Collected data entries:
******

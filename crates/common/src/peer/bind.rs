//! The binding handshake: authorizing a new replica with a short phrase.
//!
//! The replica generates a 4-word phrase and waits; the master is given the
//! phrase out of band and initiates. Rendezvous works by deriving an
//! ephemeral Ed25519 identity from the phrase: the replica listens on an
//! endpoint bound to that identity (published through DHT discovery) and
//! the master dials the derived node id. Possession of the phrase is then
//! proven in both directions with salted scrypt challenges before either
//! side reveals anything durable.

use std::time::Duration;

use anyhow::anyhow;
use iroh::discovery::pkarr::dht::DhtDiscovery;
use iroh::endpoint::{Connection, RecvStream, SendStream};
use iroh::{Endpoint, NodeAddr, NodeId};
use rand::RngCore;
use serde::{Deserialize, Serialize};
use tokio_util::sync::CancellationToken;

use super::protocol::{PeerInfoMsg, BIND_ALPN};
use crate::crypto::{self, keys::new_sync_phrase, CryptoError, VaultKeys};
use crate::db::PeerRecord;
use crate::wire::{b64, base64_bytes};

/// Words in a binding phrase.
pub const PHRASE_WORDS: usize = 4;

/// How long the replica waits for a master before giving up.
pub const BIND_TIMEOUT: Duration = Duration::from_secs(60 * 60);

/// Minimum spacing between inbound bind attempts.
const ATTEMPT_DELAY: Duration = Duration::from_millis(250);

/// Deadline for each handshake read.
const READ_TIMEOUT: Duration = Duration::from_secs(30);

const MAX_BIND_MESSAGE: usize = 256 * 1024;

#[derive(Debug, thiserror::Error)]
pub enum BindError {
    #[error("crypto error: {0}")]
    Crypto(#[from] CryptoError),

    #[error("io error: {0}")]
    Io(#[from] std::io::Error),

    #[error("transport error: {0}")]
    Transport(#[from] anyhow::Error),

    #[error("phrase verification failed")]
    PhraseMismatch,

    #[error("timed out waiting for a handshake message")]
    ReadTimeout,

    #[error("timed out waiting for a peer to bind")]
    BindTimeout,

    #[error("binding cancelled")]
    Cancelled,

    #[error("malformed handshake message: {0}")]
    InvalidMessage(String),
}

/// Challenge answer: the scrypt result and the random salt it used.
#[derive(Debug, Serialize, Deserialize)]
struct ChallengeReplyMsg {
    #[serde(with = "base64_bytes")]
    result: Vec<u8>,
    #[serde(with = "base64_bytes")]
    salt: Vec<u8>,
}

/// Replica's hello after mutual verification: its durable identity.
#[derive(Debug, Serialize, Deserialize)]
struct ReplicaHelloMsg {
    peer_id: String,
}

/// Final message of the handshake, master to replica.
#[derive(Debug, Clone, Serialize, Deserialize)]
pub struct ClientInfoMsg {
    /// Master public key, base64.
    pub master_public_key: String,
    /// The master's durable peer id.
    pub peer_id: String,
    /// Known direct addresses of the master.
    pub addresses: Vec<String>,
    /// The current authorized peer list.
    pub peer_list: Vec<PeerInfoMsg>,
}

/// What a successful binding installs on the replica.
#[derive(Debug, Clone)]
pub struct BindOutcome {
    pub master_pub: ed25519_dalek::VerifyingKey,
    pub master_peer: PeerRecord,
    pub peers: Vec<PeerRecord>,
}

/// Generate a fresh 4-word binding phrase.
pub fn generate_phrase() -> String {
    new_sync_phrase(PHRASE_WORDS)
}

fn rendezvous_secret(phrase: &str) -> Result<iroh::SecretKey, BindError> {
    let seed = crypto::derive_rendezvous_seed(phrase)?;
    Ok(iroh::SecretKey::from_bytes(&seed))
}

// Buffered reads over the handshake stream: raw byte runs and
// newline-delimited JSON share the connection, so leftovers must carry over.
struct HandshakeReader {
    recv: RecvStream,
    buf: Vec<u8>,
}

impl HandshakeReader {
    fn new(recv: RecvStream) -> Self {
        Self {
            recv,
            buf: Vec::new(),
        }
    }

    async fn fill(&mut self) -> Result<bool, BindError> {
        let mut chunk = [0u8; 4096];
        let read = tokio::time::timeout(READ_TIMEOUT, self.recv.read(&mut chunk))
            .await
            .map_err(|_| BindError::ReadTimeout)?
            .map_err(|e| BindError::Transport(anyhow!("stream read: {e}")))?;
        match read {
            Some(n) => {
                self.buf.extend_from_slice(&chunk[..n]);
                Ok(true)
            }
            None => Ok(false),
        }
    }

    async fn read_exact(&mut self, len: usize) -> Result<Vec<u8>, BindError> {
        while self.buf.len() < len {
            if !self.fill().await? {
                return Err(BindError::InvalidMessage("stream closed early".into()));
            }
        }
        let rest = self.buf.split_off(len);
        Ok(std::mem::replace(&mut self.buf, rest))
    }

    async fn read_json_line<T: serde::de::DeserializeOwned>(&mut self) -> Result<T, BindError> {
        loop {
            if let Some(pos) = self.buf.iter().position(|&b| b == b'\n') {
                let rest = self.buf.split_off(pos + 1);
                let mut line = std::mem::replace(&mut self.buf, rest);
                line.pop(); // trailing newline
                return serde_json::from_slice(&line)
                    .map_err(|e| BindError::InvalidMessage(e.to_string()));
            }
            if self.buf.len() > MAX_BIND_MESSAGE {
                return Err(BindError::InvalidMessage("message too large".into()));
            }
            if !self.fill().await? {
                return Err(BindError::InvalidMessage("stream closed early".into()));
            }
        }
    }
}

async fn send_json_line<T: Serialize>(send: &mut SendStream, msg: &T) -> Result<(), BindError> {
    let mut line =
        serde_json::to_vec(msg).map_err(|e| BindError::InvalidMessage(e.to_string()))?;
    line.push(b'\n');
    send.write_all(&line)
        .await
        .map_err(|e| BindError::Transport(anyhow!("stream write: {e}")))?;
    Ok(())
}

async fn compute_response(
    phrase: &str,
    peer_challenge: [u8; 32],
    salt: [u8; 32],
) -> Result<[u8; 32], BindError> {
    let phrase = phrase.to_owned();
    tokio::task::spawn_blocking(move || {
        crypto::challenge_response(&phrase, &peer_challenge, &salt)
    })
    .await
    .map_err(|e| BindError::Transport(anyhow!("challenge task: {e}")))?
    .map_err(BindError::from)
}

/// Run the mutual challenge over an open handshake stream. Both directions
/// must verify before anything else is said.
async fn mutual_challenge(
    phrase: &str,
    send: &mut SendStream,
    reader: &mut HandshakeReader,
) -> Result<(), BindError> {
    let mut our_challenge = [0u8; 32];
    rand::rngs::OsRng.fill_bytes(&mut our_challenge);
    send.write_all(&our_challenge)
        .await
        .map_err(|e| BindError::Transport(anyhow!("send challenge: {e}")))?;

    let their_challenge: [u8; 32] = reader
        .read_exact(32)
        .await?
        .try_into()
        .map_err(|_| BindError::InvalidMessage("bad challenge length".into()))?;

    let mut our_salt = [0u8; 32];
    rand::rngs::OsRng.fill_bytes(&mut our_salt);
    let our_result = compute_response(phrase, their_challenge, our_salt).await?;
    send_json_line(
        send,
        &ChallengeReplyMsg {
            result: our_result.to_vec(),
            salt: our_salt.to_vec(),
        },
    )
    .await?;

    let their_reply: ChallengeReplyMsg = reader.read_json_line().await?;
    let their_salt: [u8; 32] = their_reply
        .salt
        .as_slice()
        .try_into()
        .map_err(|_| BindError::InvalidMessage("bad salt length".into()))?;
    let expected = compute_response(phrase, our_challenge, their_salt).await?;
    if their_reply.result.as_slice() != expected.as_slice() {
        return Err(BindError::PhraseMismatch);
    }
    Ok(())
}

/// Replica side: the rendezvous endpoint bound under the phrase-derived
/// identity, waiting for a master that knows the phrase.
pub struct BindListener {
    phrase: String,
    endpoint: Endpoint,
}

impl BindListener {
    /// Bind the rendezvous endpoint and start advertising it.
    pub async fn bind(phrase: &str) -> Result<Self, BindError> {
        let secret = rendezvous_secret(phrase)?;
        let discovery = DhtDiscovery::builder()
            .secret_key(secret.clone())
            .build()
            .map_err(|e| BindError::Transport(anyhow!("dht discovery: {e}")))?;
        let endpoint = Endpoint::builder()
            .secret_key(secret)
            .discovery(discovery)
            .alpns(vec![BIND_ALPN.to_vec()])
            .bind()
            .await
            .map_err(|e| BindError::Transport(anyhow!("bind rendezvous endpoint: {e}")))?;
        Ok(Self {
            phrase: phrase.to_owned(),
            endpoint,
        })
    }

    /// The phrase-derived rendezvous identity this listener answers as.
    pub fn node_id(&self) -> NodeId {
        self.endpoint.node_id()
    }

    /// The sockets the rendezvous endpoint is bound to, for dialing
    /// without discovery.
    pub fn bound_sockets(&self) -> Vec<std::net::SocketAddr> {
        self.endpoint.bound_sockets()
    }

    /// Serve bind attempts until one passes mutual verification, the
    /// timeout elapses, or the session is cancelled. Returns the trust
    /// material to install.
    pub async fn accept(
        self,
        our_peer_id: NodeId,
        cancel: CancellationToken,
    ) -> Result<BindOutcome, BindError> {
        tracing::info!("waiting for a master to bind us");
        let deadline = tokio::time::Instant::now() + BIND_TIMEOUT;

        let outcome = loop {
            let incoming = tokio::select! {
                _ = cancel.cancelled() => {
                    self.endpoint.close().await;
                    return Err(BindError::Cancelled);
                }
                _ = tokio::time::sleep_until(deadline) => {
                    self.endpoint.close().await;
                    return Err(BindError::BindTimeout);
                }
                incoming = self.endpoint.accept() => match incoming {
                    Some(incoming) => incoming,
                    None => {
                        self.endpoint.close().await;
                        return Err(BindError::Transport(anyhow!(
                            "rendezvous endpoint closed"
                        )));
                    }
                },
            };

            // One attempt at a time, spaced out to frustrate phrase
            // guessing.
            tokio::time::sleep(ATTEMPT_DELAY).await;

            let conn = match incoming.await {
                Ok(conn) => conn,
                Err(e) => {
                    tracing::debug!("bind connection failed: {e}");
                    continue;
                }
            };

            match accept_bind_attempt(&self.phrase, our_peer_id, &conn).await {
                Ok(outcome) => break outcome,
                Err(BindError::PhraseMismatch) => {
                    tracing::warn!("bind attempt failed phrase verification");
                    conn.close(0u32.into(), b"verification failed");
                }
                Err(e) => {
                    tracing::debug!("bind attempt failed: {e}");
                    conn.close(0u32.into(), b"handshake failed");
                }
            }
        };

        self.endpoint.close().await;
        Ok(outcome)
    }
}

/// Replica side: wait on the rendezvous identity for a master that knows
/// the phrase. Returns the installed trust material on success.
pub async fn wait_for_binding(
    phrase: &str,
    our_peer_id: NodeId,
    cancel: CancellationToken,
) -> Result<BindOutcome, BindError> {
    BindListener::bind(phrase)
        .await?
        .accept(our_peer_id, cancel)
        .await
}

async fn accept_bind_attempt(
    phrase: &str,
    our_peer_id: NodeId,
    conn: &Connection,
) -> Result<BindOutcome, BindError> {
    let (mut send, recv) = conn
        .accept_bi()
        .await
        .map_err(|e| BindError::Transport(anyhow!("accept stream: {e}")))?;
    let mut reader = HandshakeReader::new(recv);

    mutual_challenge(phrase, &mut send, &mut reader).await?;

    // Verified both ways; reveal our durable identity and take the
    // master's.
    send_json_line(
        &mut send,
        &ReplicaHelloMsg {
            peer_id: our_peer_id.to_string(),
        },
    )
    .await?;

    let info: ClientInfoMsg = reader.read_json_line().await?;
    let key_bytes: [u8; 32] = b64::decode(&info.master_public_key)
        .map_err(|e| BindError::InvalidMessage(e.to_string()))?
        .try_into()
        .map_err(|_| BindError::InvalidMessage("bad master key length".into()))?;
    let master_pub = ed25519_dalek::VerifyingKey::from_bytes(&key_bytes)
        .map_err(|e| BindError::InvalidMessage(e.to_string()))?;

    tracing::info!(master = %info.peer_id, "bound to master");
    Ok(BindOutcome {
        master_pub,
        master_peer: PeerRecord::new(info.peer_id, info.addresses),
        peers: info.peer_list.into_iter().map(Into::into).collect(),
    })
}

/// Master side: dial the phrase's rendezvous identity via discovery,
/// verify both ways, and hand the replica its trust material. Returns the
/// replica's durable peer record for authorization.
pub async fn bind_peer(
    endpoint: &Endpoint,
    phrase: &str,
    keys: &VaultKeys,
    peer_list: Vec<PeerRecord>,
    our_addresses: Vec<String>,
) -> Result<PeerRecord, BindError> {
    let rendezvous_id = rendezvous_secret(phrase)?.public();
    bind_peer_at(
        endpoint,
        rendezvous_id.into(),
        phrase,
        keys,
        peer_list,
        our_addresses,
    )
    .await
}

/// Master side, addressed form: run the handshake against an explicitly
/// known rendezvous address. [`bind_peer`] resolves the address from the
/// phrase; this entry point exists for callers that already hold one
/// (direct-dial setups and the loopback tests).
pub async fn bind_peer_at(
    endpoint: &Endpoint,
    target: NodeAddr,
    phrase: &str,
    keys: &VaultKeys,
    peer_list: Vec<PeerRecord>,
    our_addresses: Vec<String>,
) -> Result<PeerRecord, BindError> {
    let master_pub = keys
        .master_pub()
        .ok_or(CryptoError::MasterKeyRequired)
        .map_err(BindError::from)?;

    let conn = endpoint
        .connect(target, BIND_ALPN)
        .await
        .map_err(|e| BindError::Transport(anyhow!("connect rendezvous: {e}")))?;
    let (mut send, recv) = conn
        .open_bi()
        .await
        .map_err(|e| BindError::Transport(anyhow!("open stream: {e}")))?;
    let mut reader = HandshakeReader::new(recv);

    mutual_challenge(phrase, &mut send, &mut reader).await?;

    let hello: ReplicaHelloMsg = reader.read_json_line().await?;
    let replica_id: NodeId = hello
        .peer_id
        .parse()
        .map_err(|_| BindError::InvalidMessage("bad replica peer id".into()))?;

    send_json_line(
        &mut send,
        &ClientInfoMsg {
            master_public_key: b64::encode(&master_pub.to_bytes()),
            peer_id: endpoint.node_id().to_string(),
            addresses: our_addresses,
            peer_list: peer_list.into_iter().map(Into::into).collect(),
        },
    )
    .await?;
    send.finish()
        .map_err(|e| BindError::Transport(anyhow!("finish stream: {e}")))?;

    tracing::info!(replica = %replica_id, "bound new replica");
    Ok(PeerRecord::new(replica_id.to_string(), Vec::new()))
}

#[cfg(test)]
mod tests {
    use super::*;

    #[test]
    fn phrase_has_four_words() {
        let phrase = generate_phrase();
        assert_eq!(phrase.split_whitespace().count(), PHRASE_WORDS);
    }

    #[test]
    fn rendezvous_identity_is_deterministic() {
        let a = rendezvous_secret("ribbon tail frost lamp").unwrap();
        let b = rendezvous_secret("ribbon tail frost lamp").unwrap();
        assert_eq!(a.public(), b.public());

        let c = rendezvous_secret("other words entirely here").unwrap();
        assert_ne!(a.public(), c.public());
    }
}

******

Prompt:
From the opening line of the data above through the line that contains "const READ_TIMEOUT: Duration", please print each line as it stands and only those lines.

Answer to the problem:
filename crates/common/src/peer/bind.rs
//! The binding handshake: authorizing a new replica with a short phrase.
//!
//! The replica generates a 4-word phrase and waits; the master is given the
//! phrase out of band and initiates. Rendezvous works by deriving an
//! ephemeral Ed25519 identity from the phrase: the replica listens on an
//! endpoint bound to that identity (published through DHT discovery) and
//! the master dials the derived node id. Possession of the phrase is then
//! proven in both directions with salted scrypt challenges before either
//! side reveals anything durable.

use std::time::Duration;

use anyhow::anyhow;
use iroh::discovery::pkarr::dht::DhtDiscovery;
use iroh::endpoint::{Connection, RecvStream, SendStream};
use iroh::{Endpoint, NodeAddr, NodeId};
use rand::RngCore;
use serde::{Deserialize, Serialize};
use tokio_util::sync::CancellationToken;

use super::protocol::{PeerInfoMsg, BIND_ALPN};
use crate::crypto::{self, keys::new_sync_phrase, CryptoError, VaultKeys};
use crate::db::PeerRecord;
use crate::wire::{b64, base64_bytes};

/// Words in a binding phrase.
pub const PHRASE_WORDS: usize = 4;

/// How long the replica waits for a master before giving up.
pub const BIND_TIMEOUT: Duration = Duration::from_secs(60 * 60);

/// Minimum spacing between inbound bind attempts.
const ATTEMPT_DELAY: Duration = Duration::from_millis(250);

/// Deadline for each handshake read.
const READ_TIMEOUT: Duration = Duration::from_secs(30);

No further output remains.